The first of three elements is the ‘command huddle’ in the emergency department, in which a joint decision is reached between the trauma team leader, surgeons, anaesthetists and the theatre lead regarding transfer of the patient to theatre, via computed tomography (CT) as appropriate. The second element, the ‘snap brief’, is performed on arrival in theatre to ensure that all members of the theatre team know what is about to happen and why. The surgeon outlines the surgical plan. The anaesthetist states the patient’s temperature, blood pressure, blood volume given so far, blood gas information, clotting information and any other issues, and confirms that antibiotics and tranexamic acid have been given.
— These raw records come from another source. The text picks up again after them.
//! Enrollment error types.

use rust_decimal::Decimal;
use shulka_shared::error::AppError;
use shulka_shared::types::{AcademicYearId, FeeMonth, StudentId};
use thiserror::Error;

use super::schedule::MAX_SCHEDULE_MONTHS;

/// Errors that can occur during enrollment operations.
#[derive(Debug, Clone, PartialEq, Eq, Error)]
pub enum EnrollmentError {
    /// Schedule range whose start sorts after its end.
    #[error("Invalid month range: {from} is after {to}")]
    InvalidRange {
        /// Requested first month.
        from: FeeMonth,
        /// Requested last month.
        to: FeeMonth,
    },

    /// Schedule spanning more months than one enrollment may carry.
    #[error("Schedule of {months} months exceeds the {max} month limit", max = MAX_SCHEDULE_MONTHS)]
    ScheduleTooLong {
        /// Number of months requested.
        months: u32,
    },

    /// Monthly amount is negative or too large to store.
    #[error("Invalid monthly amount: {amount}")]
    InvalidAmount {
        /// The rejected amount.
        amount: Decimal,
    },

    /// The student already has an enrollment for the academic year.
    #[error("Student {student_id} is already enrolled for academic year {academic_year_id}")]
    DuplicateEnrollment {
        /// The student.
        student_id: StudentId,
        /// The academic year.
        academic_year_id: AcademicYearId,
    },
}

impl EnrollmentError {
    /// Returns the error code for API responses.
    #[must_use]
    pub fn error_code(&self) -> &'static str {
        match self {
            Self::InvalidRange { .. } => "INVALID_RANGE",
            Self::ScheduleTooLong { .. } => "SCHEDULE_TOO_LONG",
            Self::InvalidAmount { .. } => "INVALID_AMOUNT",
            Self::DuplicateEnrollment { .. } => "DUPLICATE_ENROLLMENT",
        }
    }

    /// Returns the HTTP status code for this error.
    #[must_use]
    pub fn http_status_code(&self) -> u16 {
        match self {
            // 400 Bad Request - validation errors
            Self::InvalidRange { .. } | Self::ScheduleTooLong { .. } | Self::InvalidAmount { .. } => {
                400
            }

            // 409 Conflict
            Self::DuplicateEnrollment { .. } => 409,
        }
    }
}

impl From<EnrollmentError> for AppError {
    fn from(err: EnrollmentError) -> Self {
        match &err {
            EnrollmentError::DuplicateEnrollment { .. } => Self::Conflict(err.to_string()),
            _ => Self::Validation(err.to_string()),
        }
    }
}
The ‘sit reps’ (situation reports) make up the third element, occurring between surgeons and anaesthetists every 10–30 minutes in theatre as circumstances can change rapidly.

Depending on the surgical progress and the patient’s clinical condition, it may be possible to extend the scope of the original surgical plan or it may prove necessary to abbreviate it. This is a joint decision but the patient’s changing physiology is the principal factor.

Serum lactate levels must not be taken as the final deciding factor for treatment. There are other situations that demand a less invasive surgical approach and in which damage control is still indicated, even in the event of normal lactate levels:

  • >

    Severely contaminated high energy open fractures or dislocations with possible ischaemic tissue (eg following crush or blast injury)

    Even after timely debridement and fasciotomy for compartment syndrome or following vascular reconstruction, it is likely that there will be muscle that is of dubious viability and that cannot necessarily be identified at the first surgery. Damage control surgery in this context is a safe and sensible option since further dead muscle debridement is likely, meaning soft tissue cover would be delayed.

  • >

    Traumatic brain injury with raised intracranial pressure

    There is relatively limited evidence regarding the effect of orthopaedic surgery on ICP in the context of an injured brain. However, neurosurgical caution is likely to trump early definitive orthopaedic care in the context of raised ICP following trauma. Increasing use of direct ICP monitoring (despite some reservations about its superiority to management based on CT and clinical assessment)27 can further act as a guide to care and is now more common.

Conclusions

An algorithm for deciding on the optimal strategy for skeletal stabilisation of major orthopaedic injuries in severely injured patients is essential for achieving the best outcomes for individual patients. The stable/unstable/borderline concept is now somewhat dated and unhelpful since resuscitation is a dynamic process over time rather than a static snapshot of physiology. Understanding trauma physiology is key. Patients should be aggressively resuscitated, using haemostatic ratios of blood products, and with the emphasis on restoring tissue perfusion, clotting and haemostasis rather than on restoring a normal blood pressure. Crystalloid administration for volume replacement should be completely avoided in the acute situation. A minority of major trauma patients need staged DCO. Early appropriate care can be applied safely within the first 24 hours although this can be extended until lactate normalises.

Major fractures should be stabilised, with those of the femur, spine and pelvis currently assuming the highest priority. Lactate can be monitored intraoperatively so that the ‘limit’ of appropriate surgical intervention can be determined in real time. A well trained team repeatedly monitoring patient physiology will ensure the best possible outcome. The novel Damage Control in Orthopaedic Trauma Surgery course (held at The Royal College of Surgeons of England) aims to equip senior surgeons with the insights and mindset necessary to contribute to this key decision making process as well as the technical skills to provide damage control interventions when needed. This course relies on the improved techniques of DCR and advances in the understanding of early appropriate care to enable orthopaedic surgeons to offer improved treatment options in managing severely injured patients.